O GuiaBolso é a fintech brasileira que desenvolveu o modelo de acompanhamento das movimentações de conta-corrente e cartões de usuários, emulando um pouco do que se espera com o “open banking”.

Ao obter acesso a essas informações, o GuiaBolso organiza o quanto o consumidor ganha e gasta, como um serviço de controle financeiro.

Por trás da ferramenta foi montado um modelo próprio de análise de risco, que é usado na oferta de crédito próprio e por parceiros. Na prática, o GuiaBolso emula parte do trabalho do birô de crédito.

“Essa é uma tecnologia que só o Guiabolso criou”, diz Thiago Alvarez, fundador e presidente-executivo da fintech, em referência à falta de escala para o mercado.

O “open banking” parte do princípio de que os dados financeiros pertencem ao consumidor e que é uma decisão dele, não do banco, compartilhá-la. Na prática, a ferramenta deve reduzir ainda mais a importância do cadastro positivo, dizem as fintechs.

Mesmo assim, executivos dizem que o cadastro positivo continua sendo importante.
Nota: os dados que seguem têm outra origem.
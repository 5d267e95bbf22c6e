use std::net::SocketAddr;
use std::sync::Arc;

use axum::http::StatusCode;
use axum::routing::{get, post};
use axum::{Json, Router};
use regcheck_client::app::RegcheckApp;
use regcheck_client::backend::{HttpBackend, ResolutionBackend, SearchReply, StaticResource, StaticResources};
use regcheck_client::clipboard::MemoryClipboard;
use regcheck_client::config::ClientConfig;
use regcheck_client::coordinator::LookupOutcome;
use regcheck_client::error::RegcheckError;
use regcheck_client::modal::FETCH_FAILED;
use serde_json::{Value, json};

async fn search(Json(body): Json<Value>) -> (StatusCode, Json<Value>) {
    match body["text"].as_str().unwrap_or_default() {
        "benzene" => (
            StatusCode::OK,
            Json(json!({
                "original": "benzene",
                "english_name": "benzene",
                "smiles": "c1ccccc1",
                "regulations": [
                    { "law": "PRTR", "name": "Class 1", "description": "benzene", "detected_type": "exact match" }
                ]
            })),
        ),
        "unknownium" => (
            StatusCode::OK,
            Json(json!({ "english_name": "unknownium", "smiles": null, "regulations": [], "message": "SMILES conversion failed" })),
        ),
        "" => (StatusCode::BAD_REQUEST, Json(json!({ "error": "please enter some text" }))),
        other => (StatusCode::INTERNAL_SERVER_ERROR, Json(json!({ "error": format!("cannot resolve {other}") }))),
    }
}

async fn serve() -> SocketAddr {
    let router = Router::new()
        .route("/api/search", post(search))
        .route("/garbled/api/search", post(|| async { (StatusCode::BAD_GATEWAY, "<html>Bad Gateway</html>") }))
        .route("/static/laws.txt", get(|| async { "PRTR Act\nChemical Substances Control Law" }))
        .route("/static/news.txt", get(|| async { (StatusCode::INTERNAL_SERVER_ERROR, "oops") }));
    let listener = tokio::net::TcpListener::bind("127.0.0.1:0").await.unwrap();
    let addr = listener.local_addr().unwrap();
    tokio::spawn(async move {
        axum::serve(listener, router).await.unwrap();
    });
    addr
}

fn config_for(addr: SocketAddr) -> ClientConfig {
    ClientConfig { base_url: format!("http://{addr}"), request_timeout_ms: Some(5000), ..ClientConfig::default() }
}

#[tokio::test]
async fn backend_speaks_the_search_protocol() {
    let backend = HttpBackend::from_config(&config_for(serve().await)).unwrap();

    match backend.search("benzene").await.unwrap() {
        SearchReply::Found(result) => {
            assert_eq!(result.translated_name, "benzene");
            assert_eq!(result.structure_code.as_deref(), Some("c1ccccc1"));
            assert_eq!(result.regulations.len(), 1);
            assert_eq!(result.original.as_deref(), Some("benzene"));
        }
        other => panic!("unexpected reply {other:?}"),
    }
    // error bodies arrive with 4xx/5xx statuses and are still application errors
    assert_eq!(backend.search("").await.unwrap(), SearchReply::Rejected("please enter some text".into()));
    assert_eq!(backend.search("xyz").await.unwrap(), SearchReply::Rejected("cannot resolve xyz".into()));
}

#[tokio::test]
async fn non_json_body_is_a_transport_class_error() {
    let addr = serve().await;
    let config = ClientConfig { search_path: "/garbled/api/search".into(), ..config_for(addr) };
    let backend = HttpBackend::from_config(&config).unwrap();
    assert!(matches!(backend.search("benzene").await, Err(RegcheckError::Decode(_))));
}

#[tokio::test]
async fn static_resources_honour_status() {
    let backend = HttpBackend::from_config(&config_for(serve().await)).unwrap();
    assert_eq!(
        backend.fetch_text(StaticResource::SupportedLaws).await.unwrap(),
        "PRTR Act\nChemical Substances Control Law"
    );
    assert!(matches!(
        backend.fetch_text(StaticResource::Announcements).await,
        Err(RegcheckError::Status { status: 500, .. })
    ));
}

#[tokio::test]
async fn app_over_http_renders_and_reports_failures() {
    let app = RegcheckApp::connect(config_for(serve().await)).unwrap();

    assert_eq!(app.coordinator().lookup("benzene").await, Some(LookupOutcome::Rendered));
    assert!(app.page().result.markup().contains("<li><strong>PRTR</strong> : Class 1"));

    assert_eq!(app.coordinator().lookup("unknownium").await, Some(LookupOutcome::Rendered));
    let markup = app.page().result.markup();
    assert!(markup.contains("<strong>SMILES:</strong> Could not convert"));
    assert!(markup.contains("SMILES conversion failed"));

    assert_eq!(app.coordinator().lookup("xyz").await, Some(LookupOutcome::ApplicationError));
    assert!(app.page().result.markup().contains("cannot resolve xyz"));

    app.show_supported_laws().await.unwrap().unwrap();
    assert_eq!(app.modal().state().body, "PRTR Act<br>Chemical Substances Control Law");

    assert!(app.show_announcements().await.unwrap().is_err());
    let state = app.modal().state();
    assert_eq!(state.body, FETCH_FAILED);
    assert!(state.is_open);
}

#[tokio::test]
async fn unreachable_service_is_a_transport_error() {
    let listener = tokio::net::TcpListener::bind("127.0.0.1:0").await.unwrap();
    let addr = listener.local_addr().unwrap();
    drop(listener);

    let backend = Arc::new(HttpBackend::from_config(&config_for(addr)).unwrap());
    let app = RegcheckApp::new(config_for(addr), backend.clone(), backend, Arc::new(MemoryClipboard::new())).unwrap();
    assert_eq!(app.coordinator().lookup("benzene").await, Some(LookupOutcome::TransportError));
    assert!(!app.page().copy_button.visible);

    let fetched = app.show_supported_laws().await.unwrap();
    assert!(matches!(fetched, Err(RegcheckError::Transport(_))));
    let state = app.modal().state();
    assert_eq!(state.title, "Supported regulations");
    assert_eq!(state.body, FETCH_FAILED);
    assert!(state.is_open);
}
Parte do negócio das instituições financeiras envolve procurar clientes. Essa busca por potenciais tomadores de crédito é mais difícil sem o cadastro positivo.

“[Sem o cadastro positivo,] Nunca vai ser escalável. Uma coisa é prover crédito para alguns milhares de pessoas, outra para alguns milhões”, afirma Abreu, da Quod.

Fonte: Folha de S.Paulo, 20 de novembro de 2018.